Yesterday I had the strangest experience. I was being interviewed on Radio Cumbria about Ciao Bella and they played a recording of someone reading from the book. There was atmospheric Italian music in the background and I found myself being swept away by the description of Florence. It was most odd, it didn’t seem like my book at all, it seemed to have nothing to do with the thing I created sitting at my desk, it had taken on a life of its own. I suppose writing a book is a little like having a baby. It’s all yours for a while and then it goes out into the world.
That this book made it at all is a miracle. It has had several false starts. It was the book I was always being told as a child that I would write one day. When adults heard how mad my life was (three schools in as many months, mother’s psychotic third husband beating us up, lunatic Italian father in the background whom I didn’t know, stepfather taking mother to court over custody) they would nod sympathetically and say: “One day you’ll write a book about all this” almost as if that made it all all right.

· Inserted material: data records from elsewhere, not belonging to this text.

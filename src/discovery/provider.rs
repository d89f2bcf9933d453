//! Trait definition for search providers.
//!
//! This module defines the [`SearchProvider`] trait that every upstream
//! adapter (TMDB, Open Library, RAWG, Nominatim) implements. The trait splits
//! a fallible [`lookup`](SearchProvider::lookup) from an infallible
//! [`search`](SearchProvider::search): adapters report problems through
//! `Result`, and the provided `search` method turns every failure into an
//! empty list so nothing upstream ever sees an error.

use async_trait::async_trait;
use mediascout_common::{ProviderKey, Result};
use tracing::{debug, warn};

use super::candidate::CanonicalCandidate;

/// Async trait that all search adapters must implement.
///
/// Each adapter wraps a single external API and maps its payload onto
/// [`CanonicalCandidate`]s. Adapters hold only their injected configuration
/// and must not keep per-query state between calls.
#[async_trait]
pub trait SearchProvider: Send + Sync {
    /// Which content category this adapter serves.
    fn key(&self) -> ProviderKey;

    /// Returns `true` when the adapter has the credentials it needs.
    fn is_available(&self) -> bool {
        true
    }

    /// Query the upstream and map the response. Results are capped by the
    /// adapter's configured limit.
    async fn lookup(&self, query: &str) -> Result<Vec<CanonicalCandidate>>;

    /// Degrade-not-fail wrapper around [`lookup`](Self::lookup).
    ///
    /// An unavailable adapter returns an empty list without touching the
    /// network; any lookup error is logged and also yields an empty list.
    /// Missing credentials are expected and only logged at debug level.
    async fn search(&self, query: &str) -> Vec<CanonicalCandidate> {
        if !self.is_available() {
            debug!(provider = %self.key(), "Provider not configured; returning no results");
            return Vec::new();
        }

        match self.lookup(query).await {
            Ok(results) => {
                debug!(provider = %self.key(), count = results.len(), "Search completed");
                results
            }
            Err(e) if e.is_configuration() => {
                debug!(
                    provider = %self.key(),
                    error = %e,
                    "Provider not configured; returning no results"
                );
                Vec::new()
            }
            Err(e) => {
                warn!(
                    provider = %self.key(),
                    error = %e,
                    "Search failed; returning no results"
                );
                Vec::new()
            }
        }
    }
}
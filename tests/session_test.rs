//! End-to-end tests for interactive sessions against a mock upstream.

mod common;

use std::sync::Arc;
use std::time::Duration;

use assert_matches::assert_matches;
use common::{
    openlibrary_doc, openlibrary_results, tmdb_movie, tmdb_results, wait_settled, wait_until,
    RecordingHandler, TestHarness,
};
use mediascout::search::{NavKey, SearchHint, SearchPhase};
use mediascout::ProviderKey;
use wiremock::matchers::{method, path, query_param};
use wiremock::{Mock, ResponseTemplate};

async fn mount_dune_movies(h: &TestHarness) {
    Mock::given(method("GET"))
        .and(path("/search/movie"))
        .and(query_param("query", "dune"))
        .respond_with(ResponseTemplate::new(200).set_body_json(tmdb_results(vec![
            tmdb_movie(438631, "Dune", "2021-09-15"),
            tmdb_movie(841, "Dune", "1984-12-14"),
        ])))
        .mount(&h.server)
        .await;
}

#[tokio::test]
async fn selecting_a_movie_fills_the_director_before_on_select() {
    let h = TestHarness::new().await;
    mount_dune_movies(&h).await;

    Mock::given(method("GET"))
        .and(path("/movie/438631/credits"))
        .respond_with(ResponseTemplate::new(200).set_body_json(serde_json::json!({
            "id": 438631,
            "cast": [{ "name": "Timothée Chalamet" }],
            "crew": [
                { "name": "Hans Zimmer", "job": "Original Music Composer" },
                { "name": "Denis Villeneuve", "job": "Director" }
            ]
        })))
        .expect(1)
        .mount(&h.server)
        .await;

    let handler = Arc::new(RecordingHandler::default());
    let session = h.session("movie", handler.clone());

    session.input("dune");
    let snap = wait_settled(&session).await;
    assert_eq!(snap.results.len(), 2);
    assert!(snap.open);

    let selected = session.select(0).await.unwrap();
    assert_eq!(selected.candidate.creator, "Denis Villeneuve");
    assert_eq!(selected.domain, "movie");

    let recorded = handler.selected.lock();
    assert_eq!(recorded.len(), 1);
    assert_eq!(recorded[0].candidate.creator, "Denis Villeneuve");
    assert_eq!(recorded[0].candidate.external_id, "tmdb:movie:438631");
}

#[tokio::test]
async fn failed_enrichment_still_commits() {
    let h = TestHarness::new().await;
    mount_dune_movies(&h).await;

    Mock::given(method("GET"))
        .and(path("/movie/841/credits"))
        .respond_with(ResponseTemplate::new(500))
        .mount(&h.server)
        .await;

    let handler = Arc::new(RecordingHandler::default());
    let session = h.session("movie", handler.clone());

    session.input("dune");
    wait_settled(&session).await;

    let selected = session.select(1).await.unwrap();
    assert_eq!(selected.candidate.title, "Dune");
    assert_eq!(selected.candidate.creator, "");
    assert_eq!(handler.selected.lock().len(), 1);
}

#[tokio::test]
async fn superseded_selection_never_reaches_the_host() {
    let h = TestHarness::new().await;
    mount_dune_movies(&h).await;

    Mock::given(method("GET"))
        .and(path("/search/movie"))
        .and(query_param("query", "alien"))
        .respond_with(
            ResponseTemplate::new(200)
                .set_body_json(tmdb_results(vec![tmdb_movie(348, "Alien", "1979-05-25")])),
        )
        .mount(&h.server)
        .await;

    Mock::given(method("GET"))
        .and(path("/movie/438631/credits"))
        .respond_with(
            ResponseTemplate::new(200)
                .set_body_json(serde_json::json!({
                    "crew": [{ "name": "Denis Villeneuve", "job": "Director" }]
                }))
                .set_delay(Duration::from_millis(1500)),
        )
        .mount(&h.server)
        .await;

    Mock::given(method("GET"))
        .and(path("/movie/348/credits"))
        .respond_with(ResponseTemplate::new(200).set_body_json(serde_json::json!({
            "crew": [{ "name": "Ridley Scott", "job": "Director" }]
        })))
        .mount(&h.server)
        .await;

    let handler = Arc::new(RecordingHandler::default());
    let session = h.session("movie", handler.clone());

    session.input("dune");
    wait_settled(&session).await;

    // First commit is still waiting on its credits when the user moves on.
    let first = tokio::spawn({
        let session = session.clone();
        async move { session.select(0).await }
    });
    wait_until(&session, |s| s.query == "Dune").await;

    session.input("alien");
    wait_settled(&session).await;
    let second = session.select(0).await.unwrap();
    assert_eq!(second.candidate.creator, "Ridley Scott");

    assert!(first.await.unwrap().is_none());

    let recorded = handler.selected.lock();
    assert_eq!(recorded.len(), 1);
    assert_eq!(recorded[0].candidate.title, "Alien");
    assert_eq!(session.snapshot().query, "Alien");
}

#[tokio::test]
async fn selecting_a_series_uses_the_first_creator() {
    let h = TestHarness::new().await;

    Mock::given(method("GET"))
        .and(path("/search/tv"))
        .respond_with(ResponseTemplate::new(200).set_body_json(serde_json::json!({
            "results": [{ "id": 1396, "name": "Breaking Bad", "first_air_date": "2008-01-20" }]
        })))
        .mount(&h.server)
        .await;

    Mock::given(method("GET"))
        .and(path("/tv/1396"))
        .respond_with(ResponseTemplate::new(200).set_body_json(serde_json::json!({
            "id": 1396,
            "created_by": [{ "id": 66633, "name": "Vince Gilligan" }]
        })))
        .mount(&h.server)
        .await;

    let handler = Arc::new(RecordingHandler::default());
    let session = h.session("series", handler.clone());
    assert_eq!(session.provider(), ProviderKey::Tv);

    session.input("breaking");
    wait_settled(&session).await;

    session.key(NavKey::Down).await;
    let selected = session.key(NavKey::Enter).await.unwrap();
    assert_eq!(selected.candidate.creator, "Vince Gilligan");
    assert_eq!(selected.domain, "series");
}

#[tokio::test]
async fn selecting_a_game_uses_the_first_developer() {
    let h = TestHarness::new().await;

    Mock::given(method("GET"))
        .and(path("/games"))
        .respond_with(ResponseTemplate::new(200).set_body_json(serde_json::json!({
            "results": [{ "id": 274755, "name": "Hades", "released": "2020-09-17", "metacritic": 93 }]
        })))
        .mount(&h.server)
        .await;

    Mock::given(method("GET"))
        .and(path("/games/274755"))
        .respond_with(ResponseTemplate::new(200).set_body_json(serde_json::json!({
            "id": 274755,
            "developers": [{ "id": 1, "name": "Supergiant Games" }]
        })))
        .mount(&h.server)
        .await;

    let handler = Arc::new(RecordingHandler::default());
    let session = h.session("game", handler.clone());

    session.input("hades");
    wait_settled(&session).await;

    let selected = session.select(0).await.unwrap();
    assert_eq!(selected.candidate.creator, "Supergiant Games");
    assert_eq!(selected.candidate.external_rating, Some(4.7));
}

#[tokio::test]
async fn book_selection_needs_no_enrichment() {
    let h = TestHarness::without_keys().await;

    Mock::given(method("GET"))
        .and(path("/search.json"))
        .respond_with(
            ResponseTemplate::new(200)
                .set_body_json(openlibrary_results(vec![openlibrary_doc("OL893415W", "Dune")])),
        )
        .mount(&h.server)
        .await;

    let handler = Arc::new(RecordingHandler::default());
    let session = h.session("book", handler.clone());

    session.input("dune");
    wait_settled(&session).await;
    let before = h.request_count().await;

    let selected = session.select(0).await.unwrap();
    assert_eq!(selected.candidate.creator, "Frank Herbert");
    assert_eq!(h.request_count().await, before);
}

#[tokio::test]
async fn slow_stale_response_is_discarded() {
    let h = TestHarness::without_keys().await;

    Mock::given(method("GET"))
        .and(path("/search.json"))
        .and(query_param("q", "dune"))
        .respond_with(
            ResponseTemplate::new(200)
                .set_body_json(openlibrary_results(vec![openlibrary_doc("OL1W", "Old")]))
                .set_delay(Duration::from_millis(600)),
        )
        .mount(&h.server)
        .await;

    Mock::given(method("GET"))
        .and(path("/search.json"))
        .and(query_param("q", "dunes"))
        .respond_with(
            ResponseTemplate::new(200)
                .set_body_json(openlibrary_results(vec![openlibrary_doc("OL2W", "New")])),
        )
        .mount(&h.server)
        .await;

    let handler = Arc::new(RecordingHandler::default());
    let session = h.session("book", handler);

    session.input("dune");
    wait_until(&session, |s| s.phase == SearchPhase::Loading).await;

    session.input("dunes");
    let snap = wait_settled(&session).await;
    assert_eq!(snap.results[0].title, "New");

    // Let the slow response arrive; it must not replace the newer list.
    tokio::time::sleep(Duration::from_millis(800)).await;
    let snap = session.snapshot();
    assert_eq!(snap.query, "dunes");
    assert_eq!(snap.results.len(), 1);
    assert_eq!(snap.results[0].title, "New");
}

#[tokio::test]
async fn game_session_without_key_hints_configuration() {
    let h = TestHarness::without_keys().await;
    let handler = Arc::new(RecordingHandler::default());
    let session = h.session("game", handler);

    assert_matches!(
        session.snapshot().hint,
        Some(SearchHint::NotConfigured {
            provider: ProviderKey::Game
        })
    );

    session.input("zelda");
    let snap = wait_settled(&session).await;
    assert!(snap.results.is_empty());
    assert!(!snap.open);
    assert_matches!(snap.hint, Some(SearchHint::NotConfigured { .. }));
    assert_eq!(h.request_count().await, 0);
}

#[tokio::test]
async fn short_place_query_asks_for_more_characters() {
    let h = TestHarness::without_keys().await;
    let handler = Arc::new(RecordingHandler::default());
    let session = h.session("travel", handler);

    session.input("is");
    let snap = session.snapshot();
    assert_eq!(snap.phase, SearchPhase::Idle);
    assert_matches!(snap.hint, Some(SearchHint::TypeMore { remaining: 1 }));

    tokio::time::sleep(Duration::from_millis(100)).await;
    assert_eq!(h.request_count().await, 0);
}

#[tokio::test]
async fn action_commits_without_touching_the_query() {
    let h = TestHarness::without_keys().await;

    Mock::given(method("GET"))
        .and(path("/search.json"))
        .respond_with(
            ResponseTemplate::new(200)
                .set_body_json(openlibrary_results(vec![openlibrary_doc("OL893415W", "Dune")])),
        )
        .mount(&h.server)
        .await;

    let handler = Arc::new(RecordingHandler::default());
    let session = h.session("book", handler.clone());

    session.input("dune");
    wait_settled(&session).await;

    assert!(session.action(0).await.unwrap());
    assert_eq!(handler.actions.lock().len(), 1);
    assert!(handler.selected.lock().is_empty());
    assert_eq!(session.snapshot().query, "dune");
}
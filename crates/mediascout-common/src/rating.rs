//! Rescaling of provider-native scores onto the canonical 0-5 scale.
//!
//! All helpers keep one decimal and round half-up. A missing, zero, negative,
//! or non-finite native score maps to `None`: "unrated" is never encoded as
//! `0.0`.

/// Upper bound of the canonical scale.
pub const MAX_RATING: f64 = 5.0;

/// Rescale a 0-10 score (e.g. TMDB `vote_average`) onto 0-5.
///
/// Computed as `round(score * 5) / 10`, which keeps the half-up rounding
/// exact for scores that are representable with one decimal.
///
/// ```
/// use mediascout_common::rating::rescale_ten_point;
///
/// assert_eq!(rescale_ten_point(Some(7.5)), Some(3.8));
/// assert_eq!(rescale_ten_point(None), None);
/// ```
pub fn rescale_ten_point(score: Option<f64>) -> Option<f64> {
    let score = usable(score)?;
    Some(((score * 5.0).round() / 10.0).min(MAX_RATING))
}

/// Rescale a 0-100 score (e.g. a Metacritic critic score) onto 0-5.
///
/// ```
/// use mediascout_common::rating::rescale_hundred_point;
///
/// assert_eq!(rescale_hundred_point(Some(85)), Some(4.3));
/// assert_eq!(rescale_hundred_point(Some(0)), None);
/// ```
pub fn rescale_hundred_point(score: Option<u32>) -> Option<f64> {
    let score = usable(score.map(f64::from))?;
    Some(((score / 2.0).round() / 10.0).min(MAX_RATING))
}

/// Round a score that is already on 0-5 (e.g. Open Library averages).
pub fn round_five_point(score: Option<f64>) -> Option<f64> {
    let score = usable(score)?;
    Some(((score * 10.0).round() / 10.0).min(MAX_RATING))
}

fn usable(score: Option<f64>) -> Option<f64> {
    score.filter(|s| s.is_finite() && *s > 0.0)
}

#[cfg(test)]
mod tests {
    use super::*;

    #[test]
    fn ten_point_halves_and_rounds_half_up() {
        assert_eq!(rescale_ten_point(Some(10.0)), Some(5.0));
        assert_eq!(rescale_ten_point(Some(8.0)), Some(4.0));
        assert_eq!(rescale_ten_point(Some(7.5)), Some(3.8));
        assert_eq!(rescale_ten_point(Some(6.5)), Some(3.3));
        assert_eq!(rescale_ten_point(Some(7.3)), Some(3.7));
        assert_eq!(rescale_ten_point(Some(7.24)), Some(3.6));
    }

    #[test]
    fn ten_point_missing_or_zero_is_none() {
        assert_eq!(rescale_ten_point(None), None);
        assert_eq!(rescale_ten_point(Some(0.0)), None);
        assert_eq!(rescale_ten_point(Some(-1.0)), None);
        assert_eq!(rescale_ten_point(Some(f64::NAN)), None);
    }

    #[test]
    fn ten_point_is_clamped() {
        assert_eq!(rescale_ten_point(Some(12.0)), Some(5.0));
    }

    #[test]
    fn ten_point_is_monotonic() {
        let mut previous = 0.0;
        for step in 1..=1000 {
            let native = f64::from(step) / 100.0;
            let mapped = rescale_ten_point(Some(native)).unwrap();
            assert!(
                mapped >= previous,
                "{native} mapped to {mapped}, below {previous}"
            );
            previous = mapped;
        }
    }

    #[test]
    fn hundred_point_divides_by_twenty() {
        assert_eq!(rescale_hundred_point(Some(100)), Some(5.0));
        assert_eq!(rescale_hundred_point(Some(97)), Some(4.9));
        assert_eq!(rescale_hundred_point(Some(85)), Some(4.3));
        assert_eq!(rescale_hundred_point(Some(1)), Some(0.1));
        assert_eq!(rescale_hundred_point(None), None);
        assert_eq!(rescale_hundred_point(Some(0)), None);
    }

    #[test]
    fn hundred_point_is_monotonic() {
        let mapped: Vec<f64> = (1..=100)
            .map(|s| rescale_hundred_point(Some(s)).unwrap())
            .collect();
        assert!(mapped.windows(2).all(|w| w[0] <= w[1]));
    }

    #[test]
    fn five_point_keeps_scale() {
        assert_eq!(round_five_point(Some(4.25)), Some(4.3));
        assert_eq!(round_five_point(Some(3.0)), Some(3.0));
        assert_eq!(round_five_point(Some(0.0)), None);
        assert_eq!(round_five_point(None), None);
    }
}
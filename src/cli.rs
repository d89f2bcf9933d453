use clap::{Parser, Subcommand};
use std::path::PathBuf;

#[derive(Parser)]
#[command(name = "mediascout")]
#[command(author, version, about = "Search external catalogues for movies, shows, books, games, and places")]
pub struct Cli {
    /// Path to config file
    #[arg(short, long, global = true)]
    pub config: Option<PathBuf>,

    /// Enable verbose logging
    #[arg(short, long, global = true)]
    pub verbose: bool,

    #[command(subcommand)]
    pub command: Commands,
}

#[derive(Subcommand)]
pub enum Commands {
    /// Search one content domain and list the candidates
    Search {
        /// Content domain (movie, series, book, game, travel)
        domain: String,

        /// Free-text query
        #[arg(required = true, num_args = 1..)]
        query: Vec<String>,

        /// Output as JSON
        #[arg(long)]
        json: bool,
    },

    /// Search, then commit one candidate with creator enrichment
    Pick {
        /// Content domain (movie, series, book, game, travel)
        domain: String,

        /// Free-text query
        query: String,

        /// Zero-based index of the candidate to commit
        #[arg(default_value = "0")]
        index: usize,

        /// Output as JSON
        #[arg(long)]
        json: bool,
    },

    /// Show the content-domain to provider table and provider availability
    Domains,

    /// Validate configuration file
    Validate {
        /// Config file to validate (uses default if not specified)
        config: Option<PathBuf>,
    },

    /// Display version information
    Version,
}
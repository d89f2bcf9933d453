//! Query gating and dispatch to a single provider.
//!
//! The [`Aggregator`] is the stateless half of the search orchestrator: it
//! decides whether a query is long enough, routes it to the adapter serving
//! the active provider, and caps the result list. Debounce and staleness live
//! in [`SearchSession`](super::SearchSession).

use mediascout_common::ProviderKey;
use serde::Serialize;
use tracing::{debug, warn};

use crate::config::{Config, SearchConfig};
use crate::discovery::{self, CanonicalCandidate, EnrichmentService, Endpoints, ProviderRegistry};

/// Advisory text for the host UI while the result list is empty.
#[derive(Debug, Clone, PartialEq, Eq, Serialize)]
#[serde(tag = "kind", rename_all = "snake_case")]
pub enum SearchHint {
    /// The active provider needs an API key that is not configured.
    NotConfigured { provider: ProviderKey },
    /// The query is shorter than the provider's minimum.
    TypeMore { remaining: usize },
}

/// Routes gated queries to the adapter for the active provider.
pub struct Aggregator {
    registry: ProviderRegistry,
    enrichment: EnrichmentService,
    settings: SearchConfig,
}

impl Aggregator {
    pub fn new(
        registry: ProviderRegistry,
        enrichment: EnrichmentService,
        settings: SearchConfig,
    ) -> Self {
        Self {
            registry,
            enrichment,
            settings,
        }
    }

    /// Build every adapter from `config` against the public endpoints.
    pub fn from_config(config: &Config) -> Self {
        Self::with_endpoints(config, &Endpoints::default())
    }

    /// Build every adapter from `config` against explicit endpoints.
    pub fn with_endpoints(config: &Config, endpoints: &Endpoints) -> Self {
        let (registry, enrichment) = discovery::build(config, endpoints);
        Self::new(registry, enrichment, config.search.clone())
    }

    pub fn settings(&self) -> &SearchConfig {
        &self.settings
    }

    pub fn min_chars(&self, provider: ProviderKey) -> usize {
        self.settings.min_chars_for(provider)
    }

    /// Whether `query` is long enough to be sent to `provider`.
    pub fn accepts(&self, provider: ProviderKey, query: &str) -> bool {
        query.trim().chars().count() >= self.min_chars(provider)
    }

    /// Whether `provider` has an adapter with the credentials it needs.
    pub fn is_configured(&self, provider: ProviderKey) -> bool {
        self.registry
            .get(provider)
            .is_some_and(|adapter| adapter.is_available())
    }

    /// Search `provider` for `query`.
    ///
    /// The query is trimmed first. Queries below the provider's minimum
    /// return an empty list without any network call. Adapter failures also
    /// surface as an empty list.
    pub async fn search(&self, provider: ProviderKey, query: &str) -> Vec<CanonicalCandidate> {
        let query = query.trim();
        if !self.accepts(provider, query) {
            debug!(provider = %provider, "Query below minimum length; not searching");
            return Vec::new();
        }

        let Some(adapter) = self.registry.get(provider) else {
            warn!(provider = %provider, "No adapter registered");
            return Vec::new();
        };

        let mut results = adapter.search(query).await;
        results.truncate(self.settings.max_results);
        results
    }

    /// Fill the creator of a committed candidate where the provider supports it.
    pub async fn enrich(&self, candidate: CanonicalCandidate) -> CanonicalCandidate {
        self.enrichment.enrich_candidate(candidate).await
    }

    /// Advisory for an empty result list, if any applies.
    pub fn hint(&self, provider: ProviderKey, query: &str) -> Option<SearchHint> {
        if !self.is_configured(provider) {
            return Some(SearchHint::NotConfigured { provider });
        }

        let typed = query.trim().chars().count();
        let min = self.min_chars(provider);
        (typed > 0 && typed < min).then_some(SearchHint::TypeMore {
            remaining: min - typed,
        })
    }
}
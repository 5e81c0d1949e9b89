//! Type definitions shared across the index module.

use serde::{Deserialize, Serialize};

/// Identifier of an indexed document.
pub type DocId = u64;

/// Per-field statistics used for scoring.
#[derive(Debug, Clone, Copy, PartialEq, Serialize, Deserialize)]
pub struct FieldStatistics {
    /// Average field length across the document collection, in terms.
    ///
    /// This is a build-time snapshot: it reflects every document ever added
    /// and is never adjusted when documents are removed.
    pub avg_length: f64,
}
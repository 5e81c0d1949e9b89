//! Whitespace tokenizer implementation.

use super::Tokenizer;

use crate::analysis::token::{Token, TokenStream};
use crate::error::Result;

/// A tokenizer that splits text on whitespace.
#[derive(Clone, Debug, Default)]
pub struct WhitespaceTokenizer;

impl WhitespaceTokenizer {
    /// Create a new whitespace tokenizer.
    pub fn new() -> Self {
        WhitespaceTokenizer
    }
}

impl Tokenizer for WhitespaceTokenizer {
    fn tokenize(&self, text: &str) -> Result<TokenStream> {
        let tokens: Vec<Token> = text
            .split_whitespace()
            .enumerate()
            .map(|(position, word)| Token::new(word, position))
            .collect();

        Ok(Box::new(tokens.into_iter()))
    }

    fn name(&self) -> &'static str {
        "whitespace"
    }
}

#[cfg(test)]
mod tests {
    use super::*;

    #[test]
    fn test_whitespace_tokenizer() {
        let tokenizer = WhitespaceTokenizer::new();
        let tokens: Vec<Token> = tokenizer.tokenize("hello  world\ttest").unwrap().collect();

        assert_eq!(tokens.len(), 3);
        assert_eq!(tokens[0].text, "hello");
        assert_eq!(tokens[1].text, "world");
        assert_eq!(tokens[2].text, "test");
    }

    #[test]
    fn test_whitespace_tokenizer_positions() {
        let tokenizer = WhitespaceTokenizer::new();
        let tokens: Vec<Token> = tokenizer.tokenize("a b c").unwrap().collect();

        assert_eq!(tokens[0].position, 0);
        assert_eq!(tokens[1].position, 1);
        assert_eq!(tokens[2].position, 2);
    }

    #[test]
    fn test_whitespace_tokenizer_empty_input() {
        let tokenizer = WhitespaceTokenizer::new();
        let tokens: Vec<Token> = tokenizer.tokenize("   ").unwrap().collect();

        assert!(tokens.is_empty());
    }

    #[test]
    fn test_tokenizer_name() {
        assert_eq!(WhitespaceTokenizer::new().name(), "whitespace");
    }
}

When I met my husband-to-be I told him the whole saga on a four-hour boat trip on the Bosphorus River in Istanbul. His reaction was the same, but this time I actually started to write it.
About ten years and over 100 rejection letters later it still hadn’t been published. It wasn’t until I went to Italy last year, to write a book about Italian women, that I hit on the right formula for it; mixing the past with the present. It also helped that by then I had a publisher who believed in me and had already published two of my books. When I got back I told him there was good news and there was bad news. The bad news was I wasn’t going to write a book about Italian women. The good news was I was going to write something better. He took it in his stride.
So Ciao Bella, or Learning with Dante or Roma as it has also been called in its earlier inceptions was born. Which title do you prefer?